TASK INSTRUCTIONS: Please give the number of lines in the listing that include the word "Pipeline", with no other words.
[[ THE INPUT open ]]
impl DocumentContext {
    /// Start a document in the `RAW` stage.
    ///
    /// Text that already contains `[[TYPE_N]]` tokens is rejected.
    pub fn new(document_id: impl Into<String>, text: impl Into<String>) -> Result<Self> {
        let document_id = document_id.into();
        let text = text.into();
        if contains_tokens(&text) {
            return Err(RedaktError::InvalidInput(format!(
                "document '{document_id}' already contains placeholder tokens"
            )));
        }
        Ok(Self {
            document_id,
            stage: ProcessingStage::Raw,
            text,
            candidates: Vec::new(),
            accepted: Vec::new(),
            entities: Vec::new(),
            index: HashMap::new(),
            allocator: TagAllocator::new(),
            occurrences: Vec::new(),
        })
    }

    pub fn document_id(&self) -> &str {
        &self.document_id
    }

    pub fn stage(&self) -> ProcessingStage {
        self.stage
    }

    /// Current text: raw until `TAGGED`, tagged afterwards
    pub fn text(&self) -> &str {
        &self.text
    }

    pub fn candidates(&self) -> &[CandidateSpan] {
        &self.candidates
    }

    pub fn accepted(&self) -> &[CandidateSpan] {
        &self.accepted
    }

    pub fn entities(&self) -> &[CanonicalEntity] {
        &self.entities
    }

    pub fn entity(&self, index: usize) -> Option<&CanonicalEntity> {
        self.entities.get(index)
    }

    pub fn occurrences(&self) -> &[Occurrence] {
        &self.occurrences
    }

    fn require(&self, expected: ProcessingStage) -> Result<()> {
        if self.stage != expected {
            return Err(RedaktError::Pipeline(format!(
                "document '{}' is in stage {} but {} was required",
                self.document_id, self.stage, expected
            )));
        }
        Ok(())
    }

    fn advance(&mut self, from: ProcessingStage, to: ProcessingStage) -> Result<()> {
        self.require(from)?;
        tracing::trace!(document = %self.document_id, from = %from, to = %to, "Stage transition");
        self.stage = to;
        Ok(())
    }

    /// `RAW → SCANNED`: store every detector proposal
    pub fn record_candidates(&mut self, candidates: Vec<CandidateSpan>) -> Result<()> {
        self.advance(ProcessingStage::Raw, ProcessingStage::Scanned)?;
        self.candidates = candidates;
        Ok(())
    }

    /// `SCANNED → RESOLVED`: store the winning spans, minus guard types
    pub fn record_resolution(&mut self, accepted: Vec<CandidateSpan>) -> Result<()> {
        self.advance(ProcessingStage::Scanned, ProcessingStage::Resolved)?;
        self.accepted = accepted
            .into_iter()
            .filter(|span| span.entity_type.is_taggable())
            .collect();
        Ok(())
    }

    /// Canonical entity for `(entity_type, key)`, created when first seen
    pub fn intern(&mut self, entity_type: EntityType, key: String) -> usize {
        if let Some(&existing) = self.index.get(&(entity_type, key.clone())) {
            return existing;
        }
        self.entities.push(CanonicalEntity {
            entity_type,
            key: key.clone(),
            tag: None,
            variants: Vec::new(),
            person: None,
        });
        let id = self.entities.len() - 1;
        self.index.insert((entity_type, key), id);
        id
    }

    /// Canonical entity for a non-person value
    pub fn intern_value(&mut self, entity_type: EntityType, value: &str) -> usize {
        self.intern(entity_type, identity_key(entity_type, value))
    }

    /// Canonical entity for a person
    pub fn intern_person(&mut self, name: PersonName) -> usize {
        let id = self.intern(EntityType::Person, name.key());
        self.entities[id].person.get_or_insert(name);
        id
    }

    /// Existing entity for a value, if any
    pub fn lookup_value(&self, entity_type: EntityType, value: &str) -> Option<usize> {
        self.index
            .get(&(entity_type, identity_key(entity_type, value)))
            .copied()
    }

    /// `RESOLVED → CANONICALIZED`: replace the accepted spans with their
    /// entity-bound version (which may include swept variant occurrences)
    pub fn record_canonicalization(&mut self, mut spans: Vec<CandidateSpan>) -> Result<()> {
        self.require(ProcessingStage::Resolved)?;
        if let Some(unbound) = spans.iter().find(|s| s.bound_entity.is_none()) {
            return Err(RedaktError::Pipeline(format!(
                "span {}..{} of rule '{}' has no canonical entity",
                unbound.start, unbound.end, unbound.rule
            )));
        }
        spans.sort_by_key(|s| s.start);
        self.accepted = spans;
        self.advance(ProcessingStage::Resolved, ProcessingStage::Canonicalized)
    }

    /// `CANONICALIZED → TAGGED`: rewrite every accepted span as its token
    pub fn apply_tags(&mut self) -> Result<usize> {
        self.require(ProcessingStage::Canonicalized)?;
        let spans = std::mem::take(&mut self.accepted);
        let written = self.rewrite(&spans)?;
        self.accepted = spans;
        self.advance(ProcessingStage::Canonicalized, ProcessingStage::Tagged)?;
        Ok(written)
    }

    /// `TAGGED → END_SCANNED`: rewrite end-scan hits.
    ///
    /// Hits bound to an entity keep it; other hits reuse the entity with the
    /// same identity key or create a new one, whose tag continues the
    /// per-type sequence.
    pub fn apply_end_scan(&mut self, hits: Vec<CandidateSpan>) -> Result<usize> {
        self.require(ProcessingStage::Tagged)?;
        let mut bound = Vec::with_capacity(hits.len());
        for hit in hits.into_iter().filter(|h| h.entity_type.is_taggable()) {
            let id = match hit.bound_entity {
                Some(id) => id,
                None => self.intern_value(hit.entity_type, &hit.text),
            };
            bound.push(hit.bound_to(id));
        }
        bound.sort_by_key(|s| s.start);
        let written = self.rewrite(&bound)?;
        self.advance(ProcessingStage::Tagged, ProcessingStage::EndScanned)?;
        Ok(written)
    }

    /// `END_SCANNED → CLEANED`: untag entities whose token no longer occurs.
    /// Returns the dropped tags; their numbers are not reused.
    pub fn cleanup(&mut self) -> Result<Vec<Tag>> {
        self.require(ProcessingStage::EndScanned)?;
        let present: BTreeSet<Tag> = find_tokens(&self.text)
            .into_iter()
            .filter_map(|t| t.tag)
            .collect();
        let mut dropped = Vec::new();
        for entity in &mut self.entities {
            if let Some(tag) = entity.tag {
                if !present.contains(&tag) {
                    dropped.push(tag);
                    entity.tag = None;
                }
            }
        }
        self.advance(ProcessingStage::EndScanned, ProcessingStage::Cleaned)?;
        Ok(dropped)
    }

    /// Map of every tagged entity under `policy`
    pub fn build_map(&self, policy: &StoragePolicyTable) -> EntityMap {
        let mut counts: BTreeMap<Tag, usize> = BTreeMap::new();
        for occurrence in &self.occurrences {
            *counts.entry(occurrence.tag).or_insert(0) += 1;
        }

        let mut map = EntityMap::new(&self.document_id, policy.mode());
        for entity in &self.entities {
            let Some(tag) = entity.tag else { continue };
            let retains = policy.retains_original(entity.entity_type);
            map.insert(MapEntry {
                entity_type: entity.entity_type,
                tag,
                value: policy.stored_value(entity.entity_type, &entity.canonical_value()),
                occurrences: counts.get(&tag).copied().unwrap_or(0),
                variants: if retains {
                    entity.variants.clone()
                } else {
                    Vec::new()
                },
            });
        }
        map
    }

    /// `CLEANED → FINALIZED`: produce the output document.
    ///
    /// `map` must have been built by [`build_map`](Self::build_map) and
    /// verified by the caller.
    pub fn finalize(
        mut self,
        map: EntityMap,
        policy: &StoragePolicyTable,
        processing_time_ms: u64,
    ) -> Result<AnonymizedDocument> {
        self.advance(ProcessingStage::Cleaned, ProcessingStage::Finalized)?;

        let occurrences = self
            .occurrences
            .into_iter()
            .map(|o| Occurrence {
                surface: o
                    .surface
                    .filter(|_| policy.retains_original(o.tag.entity_type())),
                tag: o.tag,
            })
            .collect();

        Ok(AnonymizedDocument {
            document_id: self.document_id,
            text: self.text,
            map,
            occurrences,
            mode: policy.mode(),
            processing_time_ms,
            timestamp: Utc::now(),
        })
    }

    fn tag_for(&mut self, id: usize) -> Result<Tag> {
        let entity = self.entities.get_mut(id).ok_or_else(|| {
            RedaktError::Pipeline(format!("unknown canonical entity #{id}"))
        })?;
        if let Some(tag) = entity.tag {
            return Ok(tag);
        }
        let tag = self.allocator.allocate(entity.entity_type);
        entity.tag = Some(tag);
        Ok(tag)
    }

    /// Replace `spans` (sorted, disjoint, entity-bound, outside existing
    /// tokens) with tokens, keeping the occurrence list in text order
    fn rewrite(&mut self, spans: &[CandidateSpan]) -> Result<usize> {
        let text = std::mem::take(&mut self.text);
        let tokens = find_tokens(&text);
        let previous = std::mem::take(&mut self.occurrences);
        if tokens.len() != previous.len() {
            return Err(RedaktError::inconsistency(
                &self.document_id,
                format!(
                    "{} tokens in text but {} recorded occurrences",
                    tokens.len(),
                    previous.len()
                ),
            ));
        }

        let mut out = String::with_capacity(text.len());
        let mut occurrences = Vec::with_capacity(previous.len() + spans.len());
        let mut existing = tokens.iter().zip(previous).peekable();
        let mut cursor = 0;

        for span in spans {
            while let Some((token, _)) = existing.peek() {
                if token.start >= span.start {
                    break;
                }
                if let Some((token, occurrence)) = existing.next() {
                    out.push_str(&text[cursor..token.end]);
                    occurrences.push(occurrence);
                    cursor = token.end;
                }
            }
            if span.start < cursor || span.end > text.len() {
                return Err(RedaktError::inconsistency(
                    &self.document_id,
                    format!("span {}..{} overlaps an earlier rewrite", span.start, span.end),
                ));
            }
            let id = span.bound_entity.ok_or_else(|| {
                RedaktError::Pipeline(format!("span of rule '{}' is unbound", span.rule))
            })?;
            let tag = self.tag_for(id)?;
            self.entities[id].add_variant(&span.text);

            out.push_str(&text[cursor..span.start]);
            out.push_str(&tag.token());
            occurrences.push(Occurrence {
                tag,
                surface: Some(span.text.clone()),
            });
            cursor = span.end;
        }
        for (token, occurrence) in existing {
            out.push_str(&text[cursor..token.end]);
            occurrences.push(occurrence);
            cursor = token.end;
        }
        out.push_str(&text[cursor..]);

        self.text = out;
        self.occurrences = occurrences;
        Ok(spans.len())
    }
}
[[ THE INPUT closed ]]
ANSWER TO THE PROBLEM: 4